Dr. Sooa Im McCormick joined the Cleveland Museum of Art in 2015 as a curator of Korean art. Her interests include Korean art and architecture from the 1600s to the present and the crosscurrents in East Asian visual culture from the 1600s to the 1800s. Sooa curated several important exhibitions at Cleveland Art Museum, including Chaekgeori: Pleasure of Possessions in Korean Painted Screens (August 5–November 5, 2017) and Gold Needles: Embroidery Arts from Korea (March 8−July 26, 2020). She is currently working on a major international loan exhibition focusing on masterworks of the Goryeo period (918–1392), which examines the artistic legacy of those works from a cross-cultural perspective. As a cutting-edge scholar, she has published widely on the intersections between art and ecology and the issues of gender and diversity.  Her articles include “Stitches Empowered: Art of Embroidery and Patchwork from Korea” in Orientations (March 2020) and “Re-Reading the Imagery of Tilling and Weaving of Eighteenth-Century Korean Genre Painting in the Context of the Little Ice Age” in Mountains and Rivers (without) End: An Anthology of Eco–Art History in Asia (2019).

Dr. Thea Quiray Tagle is a transdisciplinary feminist scholar and is an Assistant Professor in the Department of Women’s, Gender, and Sexuality Studies and the Program in Critical Ethnic & Community Studies at the University of Massachusetts Boston. She was the Chancellor’s Postdoctoral Research Associate in Asian American Studies at the University of Illinois at Urbana-Champaign from 2015-2016. Her research has been published in academic journals including American Quarterly, Critical Ethnic Studies, ACME: An International Journal for Critical Geographies, and Asian Diasporic Visual Cultures and the Americas. Thea specializes in curating and writing about contemporary art and performance projects by Black, Indigenous, people of color, queer, and diasporic artists working in installation, socially engaged art, film and new media. She has curated visual art exhibitions and performances for The Alice in Seattle, Feast Arts Center (Tacoma, WA), the Asian Art Museum (San Francisco), Yerba Buena Center for the Arts, and Centro Cultural de la Raza (San Diego). From November 9, 2020-February 7, 2021, the second iteration of Thea’s long-term curatorial project, AFTER LIFEwas viewable in person, outdoors and socially distant, at San Francisco’s Yerba Buena Center for the Arts. This visual art, social practice, and new media exhibition featured 17 artists whose work helps us creatively imagine survival strategies for climate collapse, policing/surveillance, displacement, and other forms of slow violence.

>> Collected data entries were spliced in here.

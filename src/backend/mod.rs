//! Execution backend: invocation building, process supervision and outcomes.

pub mod claudecode;
pub mod outcome;
pub mod process;
pub mod supervisor;

pub use claudecode::{ClaudeCodeConfig, CommandBuilder, RunInvocation};
pub use outcome::{OutcomeKind, RunOutcome};
pub use supervisor::ProcessSupervisor;
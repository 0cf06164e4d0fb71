//! agent-orchestrator - command line entry point
//!
//! Runs a single agent task, or lists the agents and MCP servers the
//! orchestrator can see.

use std::path::PathBuf;
use std::time::Duration;

use agent_orchestrator::{
    config::Config,
    mcp::{McpConfigStore, McpPoolSource},
    ExecutionOrchestrator, RunContext, RunRequest,
};
use clap::{Parser, Subcommand};
use tracing::info;
use tracing_subscriber::{layer::SubscriberExt, util::SubscriberInitExt};

#[derive(Parser)]
#[command(name = "agent-orchestrator")]
#[command(version = env!("CARGO_PKG_VERSION"))]
#[command(about = "Run skill-defined agents through the Claude CLI", long_about = None)]
struct Cli {
    #[command(subcommand)]
    command: Commands,
}

#[derive(Subcommand)]
enum Commands {
    /// Run one task with an agent and print the outcome as JSON
    Run {
        /// Agent folder name under the agents root
        agent: String,

        /// Task text
        task: String,

        /// URL to fetch and inline (repeatable)
        #[arg(long = "url")]
        urls: Vec<String>,

        /// Local file to inline (repeatable)
        #[arg(long = "file")]
        files: Vec<PathBuf>,

        /// Local image to inline as base64 (repeatable)
        #[arg(long = "image")]
        images: Vec<PathBuf>,

        /// Timeout in seconds (overrides CLAUDE_TIMEOUT)
        #[arg(long)]
        timeout: Option<u64>,
    },

    /// List discovered agents
    Agents,

    /// List the merged MCP server pool
    Servers,
}

#[tokio::main]
async fn main() -> anyhow::Result<()> {
    tracing_subscriber::registry()
        .with(
            tracing_subscriber::EnvFilter::try_from_default_env()
                .unwrap_or_else(|_| "agent_orchestrator=info".into()),
        )
        .with(tracing_subscriber::fmt::layer().with_writer(std::io::stderr))
        .init();

    let cli = Cli::parse();
    let config = Config::from_env()?;
    info!(
        "Loaded configuration: agents_root={}, cli={}",
        config.agents_root.display(),
        config.cli_path
    );

    match cli.command {
        Commands::Run {
            agent,
            task,
            urls,
            files,
            images,
            timeout,
        } => {
            let context = RunContext {
                urls,
                file_paths: files,
                images,
            };
            let mut request = RunRequest::new(agent, task);
            if !context.is_empty() {
                request = request.with_context(context);
            }
            if let Some(secs) = timeout.filter(|s| *s > 0) {
                request = request.with_timeout(Duration::from_secs(secs));
            }

            let orchestrator = ExecutionOrchestrator::new(&config);
            let mut handle = orchestrator.submit(request);
            if let Some(pid) = handle.pid().await {
                info!(run_id = %handle.run_id(), pid, "Run started");
                eprintln!("pid: {}", pid);
            }
            let outcome = handle.outcome().await;
            println!("{}", serde_json::to_string_pretty(&outcome)?);
            if !outcome.is_success() {
                std::process::exit(1);
            }
        }
        Commands::Agents => {
            let orchestrator = ExecutionOrchestrator::new(&config);
            let agents = orchestrator.registry().discover().await?;
            println!("{}", serde_json::to_string_pretty(&agents)?);
        }
        Commands::Servers => {
            let pool = McpConfigStore::new(&config.mcp_config_path).load_pool().await;
            let servers: Vec<_> = pool.iter().collect();
            println!("{}", serde_json::to_string_pretty(&servers)?);
        }
    }

    Ok(())
}
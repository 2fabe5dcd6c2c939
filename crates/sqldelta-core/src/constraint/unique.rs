//! Unique constraint model.

use std::collections::BTreeSet;

use serde::{Deserialize, Serialize};

use crate::casemap::trim_quotes;
use crate::diagnostics::{Warning, WarningCode};
use crate::error::{DefinitionError, InvalidStateError};
use crate::name::{parse_unqualified, UnqualifiedName};

/// A unique constraint over an ordered list of columns.
#[derive(Debug, Clone, PartialEq, Eq, Serialize, Deserialize)]
pub struct UniqueConstraint {
    name: Option<UnqualifiedName>,
    columns: Vec<String>,
    column_names: Vec<UnqualifiedName>,
    clustered: bool,
    flags: BTreeSet<String>,
}

impl UniqueConstraint {
    /// Builds a unique constraint from raw introspection data.
    ///
    /// Lenient: column names that fail to parse poison only the parsed view,
    /// which reports an error lazily from
    /// [`UniqueConstraint::column_names`].
    #[must_use]
    pub fn new<S: AsRef<str>>(name: Option<UnqualifiedName>, columns: &[S]) -> Self {
        let columns: Vec<String> = columns.iter().map(|c| c.as_ref().to_owned()).collect();

        let mut column_names = Vec::with_capacity(columns.len());
        for raw in &columns {
            match parse_unqualified(raw) {
                Ok(parsed) => column_names.push(parsed),
                Err(_) => {
                    let _ = Warning::emit(
                        WarningCode::UnparsableName,
                        format!("Unable to parse unique constraint column name '{raw}'"),
                    );
                    column_names.clear();
                    break;
                }
            }
        }

        Self {
            name,
            columns,
            column_names,
            clustered: false,
            flags: BTreeSet::new(),
        }
    }

    /// Returns a blank editor.
    #[must_use]
    pub fn editor() -> UniqueConstraintEditor {
        UniqueConstraintEditor::default()
    }

    /// Returns an editor pre-seeded with this constraint's state.
    #[must_use]
    pub fn edit(&self) -> UniqueConstraintEditor {
        UniqueConstraintEditor {
            name: self.name.clone(),
            column_names: self.column_names.clone(),
            clustered: self.clustered,
            flags: self.flags.iter().cloned().collect(),
        }
    }

    /// The constraint name, if named.
    #[must_use]
    pub const fn name(&self) -> Option<&UnqualifiedName> {
        self.name.as_ref()
    }

    /// The raw column name spellings, in declaration order.
    #[must_use]
    pub fn columns(&self) -> &[String] {
        &self.columns
    }

    /// The column names with surrounding quotes stripped.
    #[must_use]
    pub fn unquoted_columns(&self) -> Vec<&str> {
        self.columns.iter().map(|c| trim_quotes(c)).collect()
    }

    /// The parsed column names.
    ///
    /// # Errors
    ///
    /// Returns an [`InvalidStateError`] when the column names failed to parse
    /// at construction time.
    pub fn column_names(&self) -> Result<&[UnqualifiedName], InvalidStateError> {
        if self.column_names.is_empty() {
            return Err(InvalidStateError::UniqueConstraintColumnsUnparsed {
                constraint: self
                    .name
                    .as_ref()
                    .map(ToString::to_string)
                    .unwrap_or_default(),
            });
        }
        Ok(&self.column_names)
    }

    /// Whether the constraint determines physical row order.
    #[must_use]
    pub const fn is_clustered(&self) -> bool {
        self.clustered
    }

    /// Replaces the constraint name. Used by the table editor when assigning
    /// generated names to anonymous constraints.
    pub(crate) fn with_name(mut self, name: UnqualifiedName) -> Self {
        self.name = Some(name);
        self
    }

    /// Platform-specific flags, lower-cased, in sorted order.
    pub fn flags(&self) -> impl Iterator<Item = &str> {
        self.flags.iter().map(String::as_str)
    }

    /// Whether the given flag is set (case-insensitively).
    #[must_use]
    pub fn has_flag(&self, flag: &str) -> bool {
        self.flags.contains(&flag.to_lowercase())
    }
}

/// Fluent builder for [`UniqueConstraint`] instances.
#[derive(Debug, Clone, Default)]
pub struct UniqueConstraintEditor {
    name: Option<UnqualifiedName>,
    column_names: Vec<UnqualifiedName>,
    clustered: bool,
    flags: Vec<String>,
}

impl UniqueConstraintEditor {
    /// Sets the constraint name.
    #[must_use]
    pub fn set_name(mut self, name: Option<UnqualifiedName>) -> Self {
        self.name = name;
        self
    }

    /// Sets the ordered column names.
    #[must_use]
    pub fn set_column_names(mut self, column_names: Vec<UnqualifiedName>) -> Self {
        self.column_names = column_names;
        self
    }

    /// Sets whether the constraint is clustered.
    #[must_use]
    pub fn set_clustered(mut self, clustered: bool) -> Self {
        self.clustered = clustered;
        self
    }

    /// Adds a platform-specific flag.
    #[must_use]
    pub fn add_flag(mut self, flag: impl Into<String>) -> Self {
        self.flags.push(flag.into());
        self
    }

    /// Validates the definition and assembles the constraint.
    ///
    /// # Errors
    ///
    /// Returns [`DefinitionError::ColumnsNotSet`] when no column names were
    /// provided.
    pub fn create(self) -> Result<UniqueConstraint, DefinitionError> {
        if self.column_names.is_empty() {
            return Err(DefinitionError::ColumnsNotSet {
                object: "Unique constraint",
            });
        }

        let columns = self
            .column_names
            .iter()
            .map(ToString::to_string)
            .collect();

        Ok(UniqueConstraint {
            name: self.name,
            columns,
            column_names: self.column_names,
            clustered: self.clustered,
            flags: self.flags.iter().map(|flag| flag.to_lowercase()).collect(),
        })
    }
}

Dr. Maureen Warren has been a curator of European and American Art at Krannert Art Museum (KAM) since September 2015.  Her research interests include early modern (1500-1800) Netherlandish art and European political print media. At KAM, Maureen has curated exhibitions on medieval manuscripts (2016-2017) and the intersection of art and natural history in early modern Europe (2017).  Her most recent exhibitions include, “Sacred/Supernatural: Religion, Myth, and Magic in Early Modern European Prints” (on view at KAM at the end of January 27, 2022) and “Fake News and Lying Pictures: Political Prints in the Dutch Republic” on display at Krannert Art Museum, University of San Francisco, and Smith Art Museums in August 2022.   Prior to her arrival at KAM, Dr. Warren was an Andrew W. Mellon Curatorial Research Fellow in the Prints and Drawings Department of the Art Institute of Chicago. Her doctoral research was supported by a Kress Institutional Fellowship to Leiden University, a Scaliger Fellowship, and a Swann Foundation for Caricature and Cartoon Fellowship. Maureen has published essays in Early Modern Low Countries, Death, Torture and the Broken Body in European Art, 1300-1650 (2015); Van Dyck, Rembrandt, and the Portrait Print (2016); and Word & Image to only name a few.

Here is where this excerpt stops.